Problem to solve. Read through the listing below, and copy every line where the string "clippy" appears.

Task data.
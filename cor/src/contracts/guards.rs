//! Predicate guards: pass the value through unchanged or reject it.

use regex::Regex;

use super::conversion::SimpleConversion;
use super::info::ContractInfo;
use super::operation::Op;
use crate::core::{Value, ValueKind};
use crate::errors::{ValidationError, ValidationErrorKind};

/// Accepts the value only if `predicate` holds, failing with a value
/// validation error otherwise.
#[must_use]
pub fn only_if(
    predicate: impl Fn(&Value) -> bool + Send + Sync + 'static,
    info: impl Into<String>,
) -> Op {
    only_if_kind(predicate, info, ValidationErrorKind::Value)
}

/// Like [`only_if`], failing with a validation error of the given kind.
#[must_use]
pub fn only_if_kind(
    predicate: impl Fn(&Value) -> bool + Send + Sync + 'static,
    info: impl Into<String>,
    kind: ValidationErrorKind,
) -> Op {
    let condition = info.into();
    let described = condition.clone();
    let contract = ContractInfo::lazy(move || format!("accept only if {described}"));
    Op::new(SimpleConversion::new(contract, move |v| {
        if predicate(v) {
            Ok(v.clone())
        } else {
            let info = match kind {
                ValidationErrorKind::Value => "Value doesn't match condition",
                ValidationErrorKind::Type => "Value has unexpected type",
            };
            Err(ValidationError::new(kind, info, condition.as_str(), v.clone()).into())
        }
    }))
}

/// Accepts only values of the given kind.
#[must_use]
pub fn expect_type(kind: ValueKind) -> Op {
    expect_types(&[kind])
}

/// Accepts only values of one of the given kinds.
#[must_use]
pub fn expect_types(kinds: &[ValueKind]) -> Op {
    let expected = kinds.to_vec();
    let info = match kinds {
        [single] => format!("has type {single}"),
        _ => {
            let names: Vec<&str> = kinds.iter().map(|k| k.as_str()).collect();
            format!("has one of [{}] types", names.join(", "))
        }
    };
    only_if_kind(
        move |v| expected.contains(&v.kind()),
        info,
        ValidationErrorKind::Type,
    )
}

/// Accepts only the given constant, typically a tag discriminator.
#[must_use]
pub fn should_be(expected: impl Into<Value>) -> Op {
    let expected = expected.into();
    let info = format!("value is {expected} constant");
    only_if(move |v| *v == expected, info)
}

/// Rejects falsy values.
#[must_use]
pub fn not_empty() -> Op {
    only_if(Value::is_truthy, "not empty")
}

/// Accepts only strings matching `pattern`.
pub fn matches(pattern: &str) -> Result<Op, regex::Error> {
    let re = Regex::new(pattern)?;
    let info = format!("matches /{pattern}/");
    Ok(only_if(
        move |v| v.as_str().is_some_and(|s| re.is_match(s)),
        info,
    ))
}

#[cfg(test)]
mod tests {
    use super::*;
    use crate::core::{fields_from_json, Fields, TagSet};
    use crate::errors::FieldError;
    use serde_json::json;

    fn validation(err: &FieldError) -> ValidationError {
        match err {
            FieldError::Invalid(e) => e.validation().cloned().unwrap(),
            other => panic!("expected invalid field, got {other:?}"),
        }
    }

    #[test]
    fn test_only_if() {
        let op = only_if(|v| v.as_int().is_some_and(|i| i < 10), "less than 10");
        assert_eq!(op.apply(9).unwrap(), Some(Value::Int(9)));

        let err = op.apply(10).unwrap_err();
        let payload = validation(&err);
        assert_eq!(payload.kind, ValidationErrorKind::Value);
        assert_eq!(payload.condition, "less than 10");
        assert_eq!(payload.value, Value::Int(10));

        let values = fields_from_json(json!({"bar": 10}));
        assert!(op.prepare_field("foo", &values).unwrap_err().is_missing());
        assert_eq!(op.info(), "accept only if less than 10");
    }

    #[test]
    fn test_expect_types() {
        let op = expect_types(&[ValueKind::Str, ValueKind::Float]);
        for good in [Value::from(""), Value::from("foo"), Value::Float(1.1)] {
            assert_eq!(op.apply(good.clone()).unwrap(), Some(good));
        }
        for bad in [Value::Bytes(vec![]), Value::Int(1), Value::Null] {
            let err = op.apply(bad).unwrap_err();
            assert_eq!(validation(&err).kind, ValidationErrorKind::Type);
        }
        assert_eq!(op.info(), "accept only if has one of [str, float] types");

        let op = expect_type(ValueKind::Bytes);
        let values: Fields = [("foo".to_string(), Value::Bytes(b"bar".to_vec()))].into_iter().collect();
        assert_eq!(
            op.prepare_field("foo", &values).unwrap(),
            Some(Value::Bytes(b"bar".to_vec()))
        );
        assert_eq!(op.info(), "accept only if has type bytes");
    }

    #[test]
    fn test_should_be_tag() {
        let kinds = TagSet::new("Kind", [("A", "a"), ("B", "b")]);
        let op = should_be(kinds.tag("A"));
        assert_eq!(op.apply(kinds.tag("A")).unwrap(), Some(Value::Tag(kinds.tag("A"))));
        assert!(op.apply(kinds.tag("B")).is_err());
        assert!(op.apply("a").is_err());
        assert_eq!(op.info(), "accept only if value is a constant");

        let other = TagSet::new("Kind", [("A", "a"), ("B", "b")]);
        assert!(op.apply(other.tag("A")).is_err());
    }

    #[test]
    fn test_not_empty() {
        let op = not_empty();
        assert_eq!(op.apply("x").unwrap(), Some(Value::from("x")));
        assert!(op.apply("").is_err());
        assert!(op.apply(0).is_err());
        assert_eq!(op.info(), "accept only if not empty");
    }

    #[test]
    fn test_matches() {
        let op = matches(r"^[a-z]+\d$").unwrap();
        assert!(op.apply("abc1").is_ok());
        assert!(op.apply("abc").is_err());
        assert!(op.apply(1).is_err());
        assert!(matches("(").is_err());
    }
}
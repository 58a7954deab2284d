//! # Cor
//!
//! Validated, composable record types built from untrusted input mappings.
//!
//! Cor provides a structured approach to turning loosely typed data into
//! immutable records with support for:
//!
//! - **Composable operations**: conversions, guards and missing-value policies
//!   chained with `then` and `or_else`
//! - **Record schemas**: closed and extensible record types with inheritance
//!   and field templates
//! - **Hooks**: derived fields and cross-field invariants
//! - **Nested records**: factories usable as field operations, tagged unions
//! - **Structured errors**: every failure keeps its full cause chain
//!
//! ## Quick Start
//!
//! ```rust,ignore
//! use cor::prelude::*;
//!
//! let point = RecordType::closed("Point")
//!     .field("x", to_int())
//!     .field("y", to_int().then(only_if(|v| v.as_int() > Some(0), "positive")))
//!     .field("label", skip_missing().then(to_str()))
//!     .build();
//!
//! let p = point.from_fields(fields_from_json(json!({"x": "1", "y": 2})))?;
//! assert_eq!(as_basic_type(&p.into()), json!({"x": 1, "y": 2}));
//! ```

#![forbid(unsafe_code)]
#![warn(
    clippy::all,
    clippy::pedantic,
    missing_docs,
    rust_2018_idioms
)]
#![allow(
    clippy::module_name_repetitions,
    clippy::must_use_candidate,
    clippy::missing_errors_doc,
    clippy::missing_panics_doc
)]

pub mod basic;
pub mod contracts;
pub mod core;
pub mod errors;
pub mod hooks;
pub mod observability;
pub mod record;
pub mod testing;

/// Prelude module for convenient imports
pub mod prelude {
    pub use crate::basic::{as_basic_type, BasicConverter};
    pub use crate::contracts::{
        anything, convert, expect_type, expect_types, generate_missing, not_empty, only_if,
        provide_missing, should_be, skip_missing, something, to_float, to_int, to_str, to_tag,
        ContractInfo, Op, Operation,
    };
    pub use crate::core::{fields_from_json, CustomValue, Fields, Tag, TagSet, Value, ValueKind};
    pub use crate::errors::{
        AccessError, FieldError, InvalidFieldError, MissingFieldError, Phase, RecordError,
        ValidationError,
    };
    pub use crate::hooks::{field_aggregate, field_invariant, FieldDecl, HooksFactory, Target};
    pub use crate::observability::{init_logging, LoggingConfig};
    pub use crate::record::{
        choose_by_field, extensible_record, record, subrecord, Factory, FieldTemplate, Record,
        RecordType,
    };
}
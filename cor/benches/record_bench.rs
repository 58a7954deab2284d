//! Benchmarks for record construction.

use cor::prelude::*;
use cor::testing::VehicleFixture;
use criterion::{black_box, criterion_group, criterion_main, Criterion};
use serde_json::json;

fn record_benchmark(c: &mut Criterion) {
    let fixture = VehicleFixture::new();
    let car_data = VehicleFixture::car_data();

    c.bench_function("extensible_wheeler", |b| {
        b.iter(|| fixture.wheeler.from_fields(black_box(car_data.clone())))
    });

    let vehicle = Value::Record(
        fixture
            .wheeler
            .from_fields(car_data.clone())
            .unwrap_or_else(|err| panic!("fixture data must build: {err}")),
    );
    c.bench_function("closed_car_from_record", |b| {
        b.iter(|| fixture.car.construct(Some(black_box(&vehicle)), Fields::new()))
    });

    let point = RecordType::closed("Point")
        .field("x", to_int())
        .field("y", to_int().then(only_if(|v| v.as_int() > Some(0), "positive")))
        .field("label", skip_missing().then(to_str()))
        .build();
    let input = fields_from_json(json!({"x": "1", "y": 2, "label": 3}));
    c.bench_function("pipe_conversions", |b| {
        b.iter(|| point.from_fields(black_box(input.clone())))
    });

    let owner = RecordType::closed("Owner")
        .field("name", ValueKind::Str)
        .field("transport", subrecord(&fixture.bicycle))
        .build();
    let mut nested = fields_from_json(json!({"name": "bob"}));
    let bicycle = fixture
        .wheeler
        .from_fields(VehicleFixture::bicycle_data())
        .unwrap_or_else(|err| panic!("fixture data must build: {err}"));
    nested.insert("transport".to_string(), Value::Record(bicycle));
    c.bench_function("nested_subrecord", |b| {
        b.iter(|| owner.from_fields(black_box(nested.clone())))
    });
}

fn basic_benchmark(c: &mut Criterion) {
    let fixture = VehicleFixture::new();
    let truck = Value::Record(
        fixture
            .wheeler
            .from_fields(VehicleFixture::truck_data())
            .unwrap_or_else(|err| panic!("fixture data must build: {err}")),
    );
    let converter = BasicConverter::new();
    c.bench_function("as_basic_type", |b| b.iter(|| converter.convert(black_box(&truck))));
}

criterion_group!(benches, record_benchmark, basic_benchmark);
criterion_main!(benches);
//! Core value types.

mod tag;
mod value;

pub use tag::{Tag, TagSet};
pub use value::{fields_from_json, CustomValue, Fields, Value, ValueKind};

Answer to this problem.
    clippy::all,
    clippy::pedantic,
    clippy::module_name_repetitions,
    clippy::must_use_candidate,
    clippy::missing_errors_doc,
    clippy::missing_panics_doc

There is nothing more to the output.